Market downturns are a common occurence that investors must live through to grow their money over the long term. Warren Buffett's career guiding Berkshire Hathaway shows that it is much easier and stress-free to buy and hold great companies than to try to time the market.
E-commerce is a $4.9 trillion market
John Ballard (Amazon): Shares of Amazon hit an all-time high of $3,773 in 2021, but the stock has fallen 43% from those highs over concerns about the health of the economy and Amazon's slowing sales growth. Sales increased just 7% year over year for the first quarter, which is well below the more than 20% rate of growth Amazon regularly reported over the last 10 years. However, with global e-commerce projected to reach $7.4 trillion by 2025 from $4.9 trillion in 2021, Amazon won't stay down forever.
One sign that Amazon is still sitting in a strong competitive position is that Prime members are spending more with Amazon than before the pandemic. Even Amazon's physical stores grew sales 16% year over year in the first quarter.
Amazon also continues to see robust growth from non-retail services. Advertising services grew 25% year over year in the first quarter and are now a $32 billion annual business, or 7% of Amazon's total business. This reflects growing demand from third-party brands wanting to put their goods in front of Amazon's large customer base of more than 200 million Prime members.

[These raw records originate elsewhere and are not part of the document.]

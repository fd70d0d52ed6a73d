//! Conversation timeline: the ordered, append-only record of everything displayed.
//!
//! Entries are never edited or removed. Deduplication is by exact `text` and only
//! happens through [`Timeline::append_if_absent`] (or an `IfAbsent` emission, which
//! is checked against the entries present before its batch).

use serde::Serialize;
use std::borrow::Cow;

use crate::sanitize::sanitize;

/// Who an entry is attributed to.
#[derive(Debug, Clone, Copy, PartialEq, Eq, Serialize)]
#[serde(rename_all = "lowercase")]
pub enum Sender {
    User,
    Bot,
}

/// One unit of displayed conversation content.
#[derive(Debug, Clone, PartialEq, Eq, Serialize)]
#[serde(rename_all = "camelCase")]
pub struct TimelineEntry {
    pub sender: Sender,
    pub text: String,
    #[serde(skip_serializing_if = "std::ops::Not::not")]
    pub is_welcome: bool,
}

impl TimelineEntry {
    pub fn user(text: impl Into<String>) -> Self {
        Self {
            sender: Sender::User,
            text: text.into(),
            is_welcome: false,
        }
    }

    pub fn bot(text: impl Into<String>) -> Self {
        Self {
            sender: Sender::Bot,
            text: text.into(),
            is_welcome: false,
        }
    }

    pub fn welcome(text: impl Into<String>) -> Self {
        Self {
            sender: Sender::Bot,
            text: text.into(),
            is_welcome: true,
        }
    }

    /// Text as it should be shown: stored text with escape artifacts removed.
    pub fn display_text(&self) -> Cow<'_, str> {
        sanitize(&self.text)
    }
}

/// How a classified entry is placed on the timeline.
#[derive(Debug, Clone, Copy, PartialEq, Eq)]
pub enum Placement {
    /// Appended unconditionally.
    Always,
    /// Appended only when no entry present before the batch has identical text.
    IfAbsent,
}

/// A classified entry waiting to be applied to the timeline.
#[derive(Debug, Clone, PartialEq, Eq)]
pub struct Emission {
    pub entry: TimelineEntry,
    pub placement: Placement,
}

impl Emission {
    pub fn always(entry: TimelineEntry) -> Self {
        Self {
            entry,
            placement: Placement::Always,
        }
    }

    pub fn if_absent(entry: TimelineEntry) -> Self {
        Self {
            entry,
            placement: Placement::IfAbsent,
        }
    }
}

#[derive(Debug, Clone, Default)]
pub struct Timeline {
    entries: Vec<TimelineEntry>,
}

impl Timeline {
    pub fn new() -> Self {
        Self::default()
    }

    pub fn append(&mut self, entry: TimelineEntry) {
        self.entries.push(entry);
    }

    /// Append unless an entry with the same text is already present. Returns true if appended.
    pub fn append_if_absent(&mut self, entry: TimelineEntry) -> bool {
        if self.contains_text(&entry.text) {
            return false;
        }
        self.entries.push(entry);
        true
    }

    /// Apply one classified batch in order. `IfAbsent` emissions are checked against the
    /// entries that existed before the batch, so identical emissions within the batch all
    /// land. Returns the number of entries appended.
    pub fn apply(&mut self, emissions: impl IntoIterator<Item = Emission>) -> usize {
        let before = self.entries.len();
        let mut appended = 0;
        for emission in emissions {
            if emission.placement == Placement::IfAbsent
                && self.entries[..before].iter().any(|e| e.text == emission.entry.text)
            {
                continue;
            }
            self.entries.push(emission.entry);
            appended += 1;
        }
        appended
    }

    pub fn contains_text(&self, text: &str) -> bool {
        self.entries.iter().any(|e| e.text == text)
    }

    pub fn all(&self) -> &[TimelineEntry] {
        &self.entries
    }

    pub fn len(&self) -> usize {
        self.entries.len()
    }

    pub fn is_empty(&self) -> bool {
        self.entries.is_empty()
    }

    pub fn last(&self) -> Option<&TimelineEntry> {
        self.entries.last()
    }
}
//! Removal of double-escaped emoji artifacts (`\uD83D\uDE00` as literal text).

use regex::Regex;
use std::borrow::Cow;
use std::sync::OnceLock;

static ESCAPED_SURROGATE_PAIR: OnceLock<Regex> = OnceLock::new();

fn escaped_surrogate_pair() -> &'static Regex {
    ESCAPED_SURROGATE_PAIR.get_or_init(|| {
        Regex::new(r"(?i)\\uD83[0-9A-F]\\uD[0-9A-F]{3}").expect("static pattern")
    })
}

/// Strip every literal `\uD83X\uDXXX` sequence. Borrows when there is nothing to strip.
///
/// Matching is case-insensitive: `\ud83d\ude00` (lowercase hex, as most JSON encoders
/// write it) is stripped too.
///
/// Removal repeats until no match remains: cutting one pair out can join the text on
/// either side into a new pair, and the result must be stable under a second pass.
pub fn sanitize(text: &str) -> Cow<'_, str> {
    let re = escaped_surrogate_pair();
    if !re.is_match(text) {
        return Cow::Borrowed(text);
    }
    let mut out = re.replace_all(text, "").into_owned();
    while re.is_match(&out) {
        out = re.replace_all(&out, "").into_owned();
    }
    Cow::Owned(out)
}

On a price-to-sales (P/S) basis, the stock is as cheap as it has been in more than five years. Several notable investment managers were adding shares last quarter, including Daniel Loeb at Third Point and Josh Tarasoff at Greenlea Lane Capital. It's not a bad idea to copy smart investors at a time like this.
No competition in entertainment
Jennifer Saibil (Walt Disney): Disney's had a tough few years. Even as many global regions are reopening, the pandemic is still not over. Aside from park closures, there have been movie theater closures, capacity restrictions, and film production delays. There's almost no part of the company's vast and broad business that hasn't been impacted.
Fortunately, its streaming business has been impacted in a very good way. In a period of just over two years, Disney+ has grown its subscriber base to nearly 138 million, with total subscribers for all of the streaming networks at over 205 million. That's nearing industry leader Netflix's close to 220 million.
Investors were delighted with the addition of 7.9 million Disney+ subscribers in the 2022 fiscal second quarter (ended April 2), and the company is following through on its plans to add subscribers globally. It's on track to reach its goal of 230 million to 260 million subscribers by 2024 as it continues launching in new regions.
It also saw progress on many other fronts in the second quarter. Revenue increased 23% year over year, topping $19 billion. The parks and experiences segment more than doubled revenue as people are coming back, so much so that per-capita spending at domestic parks increased 40% as compared with 2019. The company is investing in new rides to attract visitors and stay at the top of its game.
It's also investing in new content for streaming as well as strategically allocating resources to make the most of its various channels, including television, theater production, and streaming channels. Its unmatched library and creative team provide it with leverage to generate lots of high-quality content fill these channels for many years.
Disney stock is down more than 30% this year, giving investors a great opportunity to buy shares of this blue chip stock at an excellent price.
Apple has built a large and loyal customer base
Parkev Tatevosian (Apple): Apple is one company I expect will be around for a long time. The company has demonstrated an ability to create innovative products and services that attract and retain consumers long-term. What's more, the decades of trust it has built allow it to sell products at premium prices that generate healthy profit margins. The broad market sell-off has dropped Apple's share price 20% off its high, allowing long-term investors to buy this excellent business at a lower price.
Indeed, Apple is responsible for many superb products, including the iPod, iPhone, iPad, Apple Watch, and AirPods. When planning to hold an investment for the long term, this demonstration of repeated success in creating products and services that consumers pay premium prices to buy is a desirable characteristic.
Apple's revenue reached $365 billion in 2021, up from $171 billion in 2013, which shows how strong customer demand has been. From that growth, Apple boosted operating income from $49 billion to $109 billion in that same time. That was an operating profit margin of 29.8% in 2021. Apple's products are typically priced higher than competitors', but consumers are willing to pay the premium. The brand loyalty Apple has built will work in favor of long-term investors over the years as competitors attempt to infringe on Apple's business.
The sell-off has Apple's stock trading at a price-to-free-cash-flow of 23 and a price-to-earnings of 24; each is down meaningfully from the highs earlier in the year. Investors looking for a beaten-down stock they can buy and hold forever can add Apple to their portfolios.